This page describes the obsolete format, called parseme-tsv-input format, of the input corpora provided to VMWE identification tools in the PARSEME shared task on on automatic detection of verbal MWEs. See a sample file for illustration.
The parseme-tsv-iput format is a three-column format derived from the parseme-tsv format in that it is simply limited to the first three columns of the latter:
- The first column contains the rank of the corpus token in the sentence (blank characters are neglected in the token rank count) or a scope of ranks in case of a multiword token (MWT).
- The second column contains the corpus token (blank characters are not represented explicitely) or a multiword token. In the latter case all other columns are empty.

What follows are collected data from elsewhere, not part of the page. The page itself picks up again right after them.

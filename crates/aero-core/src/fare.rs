//! # Fare Calculation
//!
//! Turns an adult fare and a passenger mix into a priced breakdown.
//!
//! Children pay the adult fare, infants pay a tenth of it. Taxes and fees
//! are shown as fixed shares of the grand total, each rounded to a whole
//! currency unit; the displayed base fare absorbs the rounding so the
//! breakdown always sums back to the grand total.

use crate::error::{BookingError, BookingResult};
use crate::money::{Currency, Money};
use crate::passenger::PassengerCounts;
use serde::{Deserialize, Serialize};

pub const CHILD_FARE_RATIO: f64 = 1.0;
pub const INFANT_FARE_RATIO: f64 = 0.10;

pub const AIRPORT_TAX_RATE: f64 = 0.06;
pub const FUEL_SURCHARGE_RATE: f64 = 0.04;
pub const SERVICE_CHARGE_RATE: f64 = 0.02;
pub const INSURANCE_FEE_RATE: f64 = 0.01;

/// Per-person fares and the line totals for each passenger type
#[derive(Debug, Clone, Copy, PartialEq, Eq, Serialize, Deserialize)]
pub struct PassengerFares {
    pub adult_fare: Money,
    pub child_fare: Money,
    pub infant_fare: Money,
    pub adult_total: Money,
    pub child_total: Money,
    pub infant_total: Money,
}

/// Priced fare with its display breakdown
#[derive(Debug, Clone, Copy, PartialEq, Eq, Serialize, Deserialize)]
pub struct FareBreakdown {
    pub passengers: PassengerCounts,
    pub fares: PassengerFares,
    /// Authoritative amount passed to payment
    pub grand_total: Money,
    pub airport_tax: Money,
    pub fuel_surcharge: Money,
    pub service_charge: Money,
    pub insurance_fee: Money,
    /// Grand total minus the four rounded fees
    pub base_fare: Money,
}

impl FareBreakdown {
    pub fn total_fees(&self) -> Money {
        self.airport_tax + self.fuel_surcharge + self.service_charge + self.insurance_fee
    }
}

/// Stateless fare calculator
#[derive(Debug, Clone, Copy, Default)]
pub struct FareCalculator;

impl FareCalculator {
    /// Per-person fares and line totals
    pub fn passenger_fares(adult_fare: Money, counts: &PassengerCounts) -> PassengerFares {
        let child_fare = adult_fare.scale(CHILD_FARE_RATIO);
        let infant_fare = adult_fare.scale(INFANT_FARE_RATIO);
        let line = |fare: Money, count: u32| Money::from_cents(fare.amount * count as i64, fare.currency);

        PassengerFares {
            adult_fare,
            child_fare,
            infant_fare,
            adult_total: line(adult_fare, counts.adult),
            child_total: line(child_fare, counts.child),
            infant_total: line(infant_fare, counts.infant),
        }
    }

    /// Sum of all passenger fares
    pub fn fare_total(adult_fare: Money, counts: &PassengerCounts) -> Money {
        let fares = Self::passenger_fares(adult_fare, counts);
        fares.adult_total + fares.child_total + fares.infant_total
    }

    /// Full breakdown for an adult price given in decimal currency units
    pub fn calculate(
        adult_price: f64,
        currency: Currency,
        counts: &PassengerCounts,
    ) -> BookingResult<FareBreakdown> {
        if !adult_price.is_finite() || adult_price < 0.0 {
            return Err(BookingError::Validation(format!(
                "Invalid adult price: {}",
                adult_price
            )));
        }
        counts.validate()?;

        let adult_fare = Money::new(adult_price, currency);
        let fares = Self::passenger_fares(adult_fare, counts);
        let grand_total = fares.adult_total + fares.child_total + fares.infant_total;

        let share = |rate: f64| grand_total.scale(rate).round_to_unit();
        let airport_tax = share(AIRPORT_TAX_RATE);
        let fuel_surcharge = share(FUEL_SURCHARGE_RATE);
        let service_charge = share(SERVICE_CHARGE_RATE);
        let insurance_fee = share(INSURANCE_FEE_RATE);
        let base_fare = grand_total - (airport_tax + fuel_surcharge + service_charge + insurance_fee);

        Ok(FareBreakdown {
            passengers: *counts,
            fares,
            grand_total,
            airport_tax,
            fuel_surcharge,
            service_charge,
            insurance_fee,
            base_fare,
        })
    }
}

- The third column contains an underscore ('_') if the token is followed by a space or another blanc character (see segmentation rules) in the original file. Otherwise it contains nsp (no space).
Examples:
1-2 | Don't | _ |
1 | Do | _ |
2 | not | _ |
3 | talk | _ |
4 | the | _ |
5 | talk | _ |
6 | if | _ |
7 | you | _ |
8-9 | can't | _ |
8 | can | _ |
9 | not | _ |
10 | walk | _ |
11 | the | _ |
12 | walk | nsp |
13 | . | _ |
1 | Questioning | _ |
2 | colonial | _ |
3 | boundaries | _ |
4 | would | _ |
5 | open | _ |
6 | a | _ |
7 | dangerous | _ |
8 | Pandora | nsp |
9 | ' | nsp |
10 | s | _ |
11 | box | nsp |
12 | . | _ |